RELATOR APELANTE PROCURADOR APELADO ADVOGADO ORIGEM

: DESEMBARGADOR FEDERAL REIS FRIEDE : INSTITUTO NACIONAL DO SEGURO SOCIAL INSS : YGOR MORAIS ESTEVES DA SILVA (RJ120030) : VALTER FERREIRA ALVES : CARLA VIEIRA GONCALVES DE MELO (RJ145036) : QUARTA VARA FEDERAL DE SÃO JOÃO DE MERITI (200451100087854) RELATÓRIO

Trata-se de Remessa Necessária e Apelação Cível interposta pela Parte Ré - Instituto Nacional do Seguro Social, em face sentença de fls. 77/79, que julgou parcialmente procedente o pedido, para determinar que a Ré restabeleça o benefício de aposentadoria por invalidez em favor do Autor, retroativamente à data da propositura da ação, condenando o INSS ao pagamento das parcelas atrasadas, até a efetiva implantação do benefício, acrescido de correção monetária e juros de mora, a partir da citação.
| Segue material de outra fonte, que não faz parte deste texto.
//! Leptos component wrapping the particle field canvas.
//!
//! The component sizes a canvas to the viewport, builds the particle pool, and
//! runs an animation loop via `requestAnimationFrame` that steps and redraws
//! the field every display frame. A window `resize` listener rebuilds the pool
//! for the new viewport. Both are released when the component unmounts.

use std::cell::{Cell, RefCell};
use std::rc::Rc;

use leptos::prelude::*;
use log::debug;
use rand::SeedableRng;
use rand::rngs::SmallRng;
use wasm_bindgen::prelude::*;
use web_sys::{CanvasRenderingContext2d, HtmlCanvasElement, Window};

use super::field::{MotionPreference, ParticleField};
use super::render;
use super::theme::ParticleStyle;

/// Bundles the simulation with the drawing context and its random source.
struct FieldContext {
	field: ParticleField,
	rng: SmallRng,
	ctx: CanvasRenderingContext2d,
}

/// Browser callbacks that keep the field alive while the canvas is mounted.
#[derive(Default)]
struct FrameLoop {
	frame_id: Cell<Option<i32>>,
	animate: RefCell<Option<Closure<dyn FnMut()>>>,
	on_resize: RefCell<Option<Closure<dyn FnMut()>>>,
}

impl FrameLoop {
	fn request_frame(&self, window: &Window) {
		if let Some(ref cb) = *self.animate.borrow() {
			self.frame_id
				.set(window.request_animation_frame(cb.as_ref().unchecked_ref()).ok());
		}
	}

	/// Cancels the pending frame and detaches the resize listener.
	fn stop(&self) {
		let Some(window) = web_sys::window() else {
			return;
		};
		if let Some(id) = self.frame_id.take() {
			let _ = window.cancel_animation_frame(id);
		}
		if let Some(cb) = self.on_resize.borrow_mut().take() {
			let _ = window.remove_event_listener_with_callback("resize", cb.as_ref().unchecked_ref());
		}
		self.animate.borrow_mut().take();
		debug!("forge-site: particle loop stopped");
	}
}

fn viewport_size(window: &Window) -> (f64, f64) {
	let dim = |v: Result<JsValue, JsValue>| v.ok().and_then(|v| v.as_f64()).unwrap_or(0.0);
	(dim(window.inner_width()), dim(window.inner_height()))
}

/// Reads `prefers-reduced-motion` once; unsupported media queries count as no preference.
fn read_motion_preference(window: &Window) -> MotionPreference {
	let reduce = window
		.match_media("(prefers-reduced-motion: reduce)")
		.ok()
		.flatten()
		.is_some_and(|mq| mq.matches());
	if reduce {
		MotionPreference::Reduce
	} else {
		MotionPreference::NoPreference
	}
}

fn context_2d(canvas: &HtmlCanvasElement) -> Option<CanvasRenderingContext2d> {
	canvas.get_context("2d").ok().flatten()?.dyn_into().ok()
}

fn random_seed() -> u64 {
	(js_sys::Math::random() * u64::MAX as f64) as u64 ^ js_sys::Date::now() as u64
}

/// Full-viewport canvas of drifting particles, drawn behind hero content.
///
/// Honors `prefers-reduced-motion`: when set, no particles are created and no
/// frame loop is started, leaving the canvas transparent. If the browser
/// cannot provide a 2D context the canvas simply stays empty.
#[component]
pub fn ParticleCanvas(#[prop(optional)] config: Option<ParticleStyle>) -> impl IntoView {
	let style = config.unwrap_or_default();
	let canvas_ref = NodeRef::<leptos::html::Canvas>::new();
	let running = StoredValue::new_local(None::<Rc<FrameLoop>>);

	Effect::new(move |_| {
		let Some(canvas) = canvas_ref.get() else {
			return;
		};
		let canvas: HtmlCanvasElement = canvas.into();
		let Some(window) = web_sys::window() else {
			return;
		};
		let Some(ctx) = context_2d(&canvas) else {
			debug!("forge-site: 2d context unavailable, particle field disabled");
			return;
		};

		running.update_value(|r| {
			if let Some(previous) = r.take() {
				previous.stop();
			}
		});

		let (w, h) = viewport_size(&window);
		canvas.set_width(w as u32);
		canvas.set_height(h as u32);

		let motion = read_motion_preference(&window);
		let mut rng = SmallRng::seed_from_u64(random_seed());
		let field = ParticleField::new(&style, w, h, motion, &mut rng);
		let animated = field.is_animated();
		let context = Rc::new(RefCell::new(FieldContext { field, rng, ctx }));
		let frame_loop = Rc::new(FrameLoop::default());

		let (context_resize, canvas_resize) = (context.clone(), canvas.clone());
		*frame_loop.on_resize.borrow_mut() = Some(Closure::new(move || {
			let Some(win) = web_sys::window() else {
				return;
			};
			let (nw, nh) = viewport_size(&win);
			canvas_resize.set_width(nw as u32);
			canvas_resize.set_height(nh as u32);
			let mut guard = context_resize.borrow_mut();
			let c = &mut *guard;
			c.field.reinitialize(nw, nh, &mut c.rng);
			debug!("forge-site: particle field rebuilt for {nw}x{nh}");
		}));
		if let Some(ref cb) = *frame_loop.on_resize.borrow() {
			let _ = window.add_event_listener_with_callback("resize", cb.as_ref().unchecked_ref());
		}

		if animated {
			let (context_anim, loop_inner) = (context.clone(), Rc::downgrade(&frame_loop));
			*frame_loop.animate.borrow_mut() = Some(Closure::new(move || {
				if let Ok(mut c) = context_anim.try_borrow_mut() {
					c.field.step();
					render::render(&c.field, &c.ctx);
				}
				if let (Some(fl), Some(win)) = (loop_inner.upgrade(), web_sys::window()) {
					fl.request_frame(&win);
				}
			}));
			frame_loop.request_frame(&window);
			debug!(
				"forge-site: particle loop started with {} particles",
				context.borrow().field.particles.len()
			);
		} else {
			debug!("forge-site: reduced motion requested, particle loop not started");
		}

		running.set_value(Some(frame_loop));
	});

	on_cleanup(move || {
		if let Some(Some(frame_loop)) = running.try_update_value(Option::take) {
			frame_loop.stop();
		}
	});

	view! {
		<canvas
			node_ref=canvas_ref
			class="particle-canvas"
			aria-hidden="true"
			style="position: absolute; top: 0; left: 0; width: 100%; height: 100%; pointer-events: none;"
		/>
	}
}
O INSS foi condenado ainda, ao pagamento de honorários advocatícios, fixados em 5% do valor da condenação. O Autor sustenta que, a despeito de ter permanecido por mais de 24 (vinte e quatro) meses de licença médica, fato que lhe assegurou o benefício da aposentadoria por invalidez, este fora suspenso sem a observância do devido processo legal. Em suas razões de Apelação de fls. 219/223, o INSS requer a reforma total da sentença, uma vez que, conforme a documentação acostada aos autos, o médico perito concluiu contrariamente à incapacidade laborativa do Autor. Sem contrarrazões.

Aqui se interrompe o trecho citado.